=== Data for this task ===

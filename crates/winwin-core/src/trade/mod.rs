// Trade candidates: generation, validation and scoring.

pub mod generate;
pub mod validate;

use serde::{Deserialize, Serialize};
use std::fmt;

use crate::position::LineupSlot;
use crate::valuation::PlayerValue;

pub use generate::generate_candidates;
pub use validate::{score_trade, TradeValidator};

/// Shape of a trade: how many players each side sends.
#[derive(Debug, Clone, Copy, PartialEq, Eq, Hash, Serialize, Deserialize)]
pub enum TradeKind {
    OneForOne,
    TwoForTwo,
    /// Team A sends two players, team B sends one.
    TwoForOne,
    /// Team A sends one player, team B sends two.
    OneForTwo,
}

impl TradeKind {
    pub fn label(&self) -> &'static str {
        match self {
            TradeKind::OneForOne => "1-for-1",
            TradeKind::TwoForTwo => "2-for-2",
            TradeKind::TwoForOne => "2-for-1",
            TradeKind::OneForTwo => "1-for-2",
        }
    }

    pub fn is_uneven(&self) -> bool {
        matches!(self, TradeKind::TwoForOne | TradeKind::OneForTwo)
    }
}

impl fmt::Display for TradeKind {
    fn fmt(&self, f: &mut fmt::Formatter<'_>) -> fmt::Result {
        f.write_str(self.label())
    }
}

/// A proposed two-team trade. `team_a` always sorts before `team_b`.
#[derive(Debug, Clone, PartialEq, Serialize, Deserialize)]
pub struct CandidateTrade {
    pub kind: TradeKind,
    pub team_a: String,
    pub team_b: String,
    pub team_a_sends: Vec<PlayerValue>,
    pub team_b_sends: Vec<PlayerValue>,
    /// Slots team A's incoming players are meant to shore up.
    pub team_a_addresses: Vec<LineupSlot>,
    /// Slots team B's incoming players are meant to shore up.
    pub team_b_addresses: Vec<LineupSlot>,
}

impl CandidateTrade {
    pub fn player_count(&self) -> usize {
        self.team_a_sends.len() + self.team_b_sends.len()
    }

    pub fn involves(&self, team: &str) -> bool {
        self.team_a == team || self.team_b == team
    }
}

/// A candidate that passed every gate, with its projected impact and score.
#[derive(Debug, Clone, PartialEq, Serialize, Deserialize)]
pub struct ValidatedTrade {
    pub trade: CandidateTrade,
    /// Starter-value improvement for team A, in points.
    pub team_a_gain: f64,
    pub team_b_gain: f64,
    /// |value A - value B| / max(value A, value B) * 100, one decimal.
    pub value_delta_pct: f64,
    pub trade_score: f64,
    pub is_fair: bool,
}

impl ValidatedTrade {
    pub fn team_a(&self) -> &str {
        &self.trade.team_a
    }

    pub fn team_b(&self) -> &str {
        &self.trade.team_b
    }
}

===

Assignment: Check each line above for the string "Serialize" and copy those that have it.

Finished task:
use serde::{Deserialize, Serialize};
#[derive(Debug, Clone, Copy, PartialEq, Eq, Hash, Serialize, Deserialize)]
#[derive(Debug, Clone, PartialEq, Serialize, Deserialize)]
#[derive(Debug, Clone, PartialEq, Serialize, Deserialize)]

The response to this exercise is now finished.